**About this task**
Wherever the word "Deserialize" appears in the entries, copy the whole line.
»»
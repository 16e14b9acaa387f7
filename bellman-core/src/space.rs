//! Observation and action spaces.
use crate::error::BellmanError;
use anyhow::Result;
use rand::Rng;
use serde::{Deserialize, Serialize};
use std::fmt;

/// Descriptor of an observation or action space.
///
/// Observations handed to agents are always flattened `f32` vectors of length
/// [`Space::flat_dim`]. Actions must live in a [`Space::Discrete`] space.
#[derive(Debug, Clone, PartialEq, Eq, Deserialize, Serialize)]
pub enum Space {
    /// `n` distinct values `0..n`, flattened to a one-hot vector of length `n`.
    Discrete {
        /// Cardinality.
        n: usize,
    },

    /// A real-valued array of the given shape, flattened row-major.
    Box {
        /// Shape of the array.
        shape: Vec<usize>,
    },
}

impl Space {
    /// Discrete space with `n` elements.
    pub fn discrete(n: usize) -> Self {
        Self::Discrete { n }
    }

    /// Real-valued space with the given shape.
    pub fn boxed(shape: &[usize]) -> Self {
        Self::Box {
            shape: shape.to_vec(),
        }
    }

    /// Length of the flattened representation.
    pub fn flat_dim(&self) -> usize {
        match self {
            Self::Discrete { n } => *n,
            Self::Box { shape } => shape.iter().product(),
        }
    }

    /// Cardinality of a discrete space.
    ///
    /// Fails with a configuration error for any other kind of space; agents call
    /// this on their action space at construction.
    pub fn n(&self) -> Result<usize> {
        match self {
            Self::Discrete { n } if *n > 0 => Ok(*n),
            Self::Discrete { .. } => {
                Err(BellmanError::config("a discrete space needs at least one element").into())
            }
            _ => Err(BellmanError::config(format!(
                "expected a discrete space, got {}",
                self
            ))
            .into()),
        }
    }

    /// Draws a uniformly random element of a discrete space.
    pub fn sample(&self, rng: &mut impl Rng) -> Result<usize> {
        let n = self.n()?;
        Ok(rng.gen_range(0..n))
    }

    /// One-hot encoding of an element of a discrete space.
    pub fn one_hot(&self, ix: usize) -> Result<Vec<f32>> {
        let n = self.n()?;
        if ix >= n {
            return Err(BellmanError::shape_mismatch(format!("index < {}", n), ix).into());
        }
        let mut v = vec![0f32; n];
        v[ix] = 1.0;
        Ok(v)
    }

    /// Checks that `obs` is a flattened element of this space.
    pub fn check(&self, obs: &[f32]) -> Result<()> {
        let dim = self.flat_dim();
        if obs.len() != dim {
            return Err(BellmanError::shape_mismatch(
                format!("vector of length {} for {}", dim, self),
                format!("vector of length {}", obs.len()),
            )
            .into());
        }
        Ok(())
    }
}

impl fmt::Display for Space {
    fn fmt(&self, f: &mut fmt::Formatter<'_>) -> fmt::Result {
        match self {
            Self::Discrete { n } => write!(f, "Discrete({})", n),
            Self::Box { shape } => write!(f, "Box({:?})", shape),
        }
    }
}
use anyhow::Result;
use bellman_candle_agent::{
    categorical_dqn::{CategoricalDqn, CategoricalDqnConfig},
    util::CriticLoss,
};
use bellman_core::{
    dummy::ChainEnv, error::BellmanError, util::run_episodes, Agent, Env, Space, Transition,
};

#[test]
fn test_action_values_within_support() -> Result<()> {
    let config = CategoricalDqnConfig::default().value_range(-5.0, 5.0).num_atoms(21);
    let agent: CategoricalDqn = CategoricalDqn::build(config, Space::boxed(&[4]), Space::discrete(3))?;

    let values = agent.action_values(&[0.3, 0.1, -0.7, 2.0])?;
    assert_eq!(values.len(), 3);
    assert!(values.iter().all(|v| (-5.0..=5.0).contains(v)));
    Ok(())
}

#[test]
fn test_rejects_value_losses() {
    for loss in [CriticLoss::Mse, CriticLoss::SmoothL1] {
        let config = CategoricalDqnConfig::default().loss(loss);
        let result: Result<CategoricalDqn> =
            CategoricalDqn::build(config, Space::boxed(&[4]), Space::discrete(3));
        assert!(matches!(
            result.err().unwrap().downcast_ref::<BellmanError>(),
            Some(BellmanError::Configuration(_))
        ));
    }
}

#[test]
fn test_learning_moves_distribution() -> Result<()> {
    let config = CategoricalDqnConfig::default()
        .value_range(-1.0, 1.0)
        .num_atoms(5)
        .gamma(0.0)
        .step_train(1)
        .batch_size(1);
    let mut agent: CategoricalDqn = CategoricalDqn::build(config, Space::boxed(&[2]), Space::discrete(2))?;
    let obs = vec![1.0, 0.0];
    let before = agent.action_values(&obs)?[1];

    // Action 1 is always rewarded with the upper bound of the support
    for _ in 0..50 {
        let tr = Transition::new(obs.clone(), 1, 1.0, vec![0.0, 1.0], true);
        let loss = agent.learn(tr)?.unwrap().get_scalar("loss")?;
        assert!(loss.is_finite());
    }
    let after = agent.action_values(&obs)?[1];
    assert!(after > before);
    Ok(())
}

#[test]
fn test_chain_env() -> Result<()> {
    let mut env = ChainEnv::new(3, 10);
    let config = CategoricalDqnConfig::default()
        .value_range(0.0, 1.0)
        .num_atoms(11)
        .step_train(1)
        .batch_size(4)
        .min_transitions_warmup(4);
    let mut agent: CategoricalDqn =
        CategoricalDqn::build(config, env.observation_space(), env.action_space())?;

    let returns = run_episodes(&mut env, &mut agent, 5, true)?;
    assert_eq!(returns.len(), 5);
    assert!(agent.n_opts() > 0);
    Ok(())
}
««
**Task solution**
use serde::{Deserialize, Serialize};
#[derive(Debug, Clone, PartialEq, Eq, Deserialize, Serialize)]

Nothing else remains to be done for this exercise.